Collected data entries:
********

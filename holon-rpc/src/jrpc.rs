// Copyright 2026 the Holons developers
//
// This file is part of holon-rpc.
//
// See LICENSE for licensing terms. This file may not be copied,
// modified, or distributed except according to those terms.

//! JSON-RPC 2.0 envelope for the holon-rpc dialect.
//!
//! The dialect is JSON-RPC 2.0 with two conventions layered on top: request
//! ids are strings (`c1, c2, …` from the client, `s…` from the server), and
//! the reserved method `rpc.heartbeat` probes carrier liveness.
//!
//! Outbound envelopes are typed ([`Request`], the reply constructors).
//! Inbound frames are classified leniently ([`Inbound::classify`]): anything
//! with a `method` is a request, anything with `result` or `error` is a
//! response, and the rest is droppable noise — strictness about field values
//! lives in the dispatcher, which knows whether an error reply is owed.

use std::fmt;

use serde_derive::{Deserialize, Serialize};
use serde_json::{json, Map, Value};

use crate::error::RpcError;

/// JSON-RPC error codes used by this client.
pub mod code {
    /// Invalid JSON was received.
    pub const PARSE_ERROR: i64 = -32700;
    /// The frame is not a valid request object.
    pub const INVALID_REQUEST: i64 = -32600;
    /// No handler is registered for the method.
    pub const METHOD_NOT_FOUND: i64 = -32601;
    /// Default for malformed error responses.
    pub const INTERNAL_ERROR: i64 = -32603;
    /// A registered handler failed with a non-RPC error.
    pub const HANDLER_ERROR: i64 = 13;
}

/// The `jsonrpc` version marker. Serializes to/from exactly `"2.0"`.
#[derive(PartialEq, Eq, Copy, Clone, Serialize, Deserialize)]
#[serde(try_from = "String")]
#[serde(into = "String")]
pub struct V2_0;

impl fmt::Debug for V2_0 {
    fn fmt(&self, formatter: &mut fmt::Formatter<'_>) -> fmt::Result {
        formatter.write_str("\"2.0\"")
    }
}

impl TryFrom<String> for V2_0 {
    type Error = String;

    fn try_from(other: String) -> Result<Self, Self::Error> {
        match &other[..] {
            "2.0" => Ok(Self),
            other => Err(format!("V2_0: expected \"2.0\", found \"{other}\"")),
        }
    }
}

impl From<V2_0> for String {
    fn from(_: V2_0) -> Self {
        "2.0".to_owned()
    }
}

/// An outbound request (or notification, when `id` is absent).
#[derive(Clone, Debug, Serialize, Deserialize, PartialEq, Eq)]
pub struct Request {
    /// Always `"2.0"`.
    pub jsonrpc: V2_0,

    /// Method to invoke on the peer.
    pub method: String,

    /// By-name parameters; the holon-rpc dialect passes objects.
    #[serde(default)]
    #[serde(skip_serializing_if = "Option::is_none")]
    pub params: Option<Value>,

    /// String request id; `None` makes this a notification.
    #[serde(default)]
    #[serde(skip_serializing_if = "Option::is_none")]
    pub id: Option<String>,
}

impl Request {
    /// Create a request with parameters.
    pub fn new(id: Option<String>, method: impl ToString, params: Option<Value>) -> Self {
        Self {
            jsonrpc: V2_0,
            method: method.to_string(),
            params,
            id,
        }
    }
}

impl fmt::Display for Request {
    fn fmt(&self, f: &mut fmt::Formatter<'_>) -> fmt::Result {
        write!(
            f,
            "{}",
            serde_json::to_string(self).expect("request serialization cannot fail")
        )
    }
}

/// The error member of a JSON-RPC error response.
#[derive(Clone, Debug, Serialize, Deserialize, PartialEq, Eq)]
pub struct ErrorObject {
    /// Error code; passed through unchanged.
    pub code: i64,
    /// Short description of the error.
    pub message: String,
    /// Optional structured detail.
    #[serde(default)]
    #[serde(skip_serializing_if = "Option::is_none")]
    pub data: Option<Value>,
}

impl ErrorObject {
    /// Decode an inbound `error` member, defaulting missing or malformed
    /// fields to `-32603` / `"internal error"`.
    pub fn from_value(value: Option<Value>) -> Self {
        let mut obj = ErrorObject {
            code: code::INTERNAL_ERROR,
            message: "internal error".to_owned(),
            data: None,
        };
        if let Some(Value::Object(mut map)) = value {
            if let Some(c) = map.get("code").and_then(Value::as_i64) {
                obj.code = c;
            }
            if let Some(m) = map.get("message").and_then(Value::as_str) {
                obj.message = m.to_owned();
            }
            obj.data = map.remove("data");
        }
        obj
    }
}

/// Build a `result` reply for request id `id`.
pub fn result_reply(id: &Value, result: Value) -> Value {
    json!({ "jsonrpc": "2.0", "id": id, "result": result })
}

/// Build an `error` reply for request id `id`.
pub fn error_reply(id: &Value, code: i64, message: impl ToString, data: Option<Value>) -> Value {
    let mut error = json!({ "code": code, "message": message.to_string() });
    if let Some(data) = data {
        error["data"] = data;
    }
    json!({ "jsonrpc": "2.0", "id": id, "error": error })
}

/// An inbound request as the dispatcher wants to see it: classified, but with
/// validation (version, id shape) left to the request path.
#[derive(Clone, Debug, PartialEq, Eq)]
pub struct InboundRequest {
    /// Whether the frame carried `jsonrpc: "2.0"`.
    pub jsonrpc_ok: bool,
    /// The method name (empty when the field was not a string).
    pub method: String,
    /// Raw params member.
    pub params: Option<Value>,
    /// Raw id member; `None` marks a notification.
    pub id: Option<Value>,
}

/// An inbound response, matched against the pending table by id.
#[derive(Clone, Debug, PartialEq, Eq)]
pub struct InboundResponse {
    /// Raw id member.
    pub id: Option<Value>,
    /// The `result` member, when present.
    pub result: Option<Value>,
    /// The decoded `error` member, when present.
    pub error: Option<ErrorObject>,
}

/// A classified inbound frame.
#[derive(Clone, Debug, PartialEq, Eq)]
pub enum Inbound {
    /// The peer is calling us.
    Request(InboundRequest),
    /// The peer is answering one of our requests.
    Response(InboundResponse),
    /// Neither request nor response; dropped silently by the dispatcher.
    Other(Value),
}

impl Inbound {
    /// Parse and classify one frame of carrier text.
    ///
    /// JSON parse failures and non-object payloads are serialization errors;
    /// everything else classifies.
    pub fn classify(text: &str) -> Result<Self, RpcError> {
        let value: Value = serde_json::from_str(text)
            .map_err(|e| RpcError::Serialization(e.to_string()))?;
        let mut map = match value {
            Value::Object(map) => map,
            other => {
                return Err(RpcError::Serialization(format!(
                    "payload is not a JSON object: {other}"
                )))
            }
        };

        let jsonrpc_ok = matches!(map.get("jsonrpc"), Some(Value::String(v)) if v == "2.0");
        let id = map.remove("id");

        if let Some(method) = map.remove("method") {
            return Ok(Inbound::Request(InboundRequest {
                jsonrpc_ok,
                method: method.as_str().unwrap_or_default().to_owned(),
                params: map.remove("params"),
                id,
            }));
        }

        if map.contains_key("result") || map.contains_key("error") {
            let error = map.remove("error").map(|e| ErrorObject::from_value(Some(e)));
            return Ok(Inbound::Response(InboundResponse {
                id,
                result: map.remove("result"),
                error,
            }));
        }

        let mut rest = Map::new();
        if let Some(id) = id {
            rest.insert("id".to_owned(), id);
        }
        rest.extend(map);
        Ok(Inbound::Other(Value::Object(rest)))
    }
}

********

§ Prompt
Please write out exactly the lines from the start of the data through the line that contains "about field values", both ends included, and nothing else.

§ Answer section
filename holon-rpc/src/jrpc.rs
// Copyright 2026 the Holons developers
//
// This file is part of holon-rpc.
//
// See LICENSE for licensing terms. This file may not be copied,
// modified, or distributed except according to those terms.

//! JSON-RPC 2.0 envelope for the holon-rpc dialect.
//!
//! The dialect is JSON-RPC 2.0 with two conventions layered on top: request
//! ids are strings (`c1, c2, …` from the client, `s…` from the server), and
//! the reserved method `rpc.heartbeat` probes carrier liveness.
//!
//! Outbound envelopes are typed ([`Request`], the reply constructors).
//! Inbound frames are classified leniently ([`Inbound::classify`]): anything
//! with a `method` is a request, anything with `result` or `error` is a
//! response, and the rest is droppable noise — strictness about field values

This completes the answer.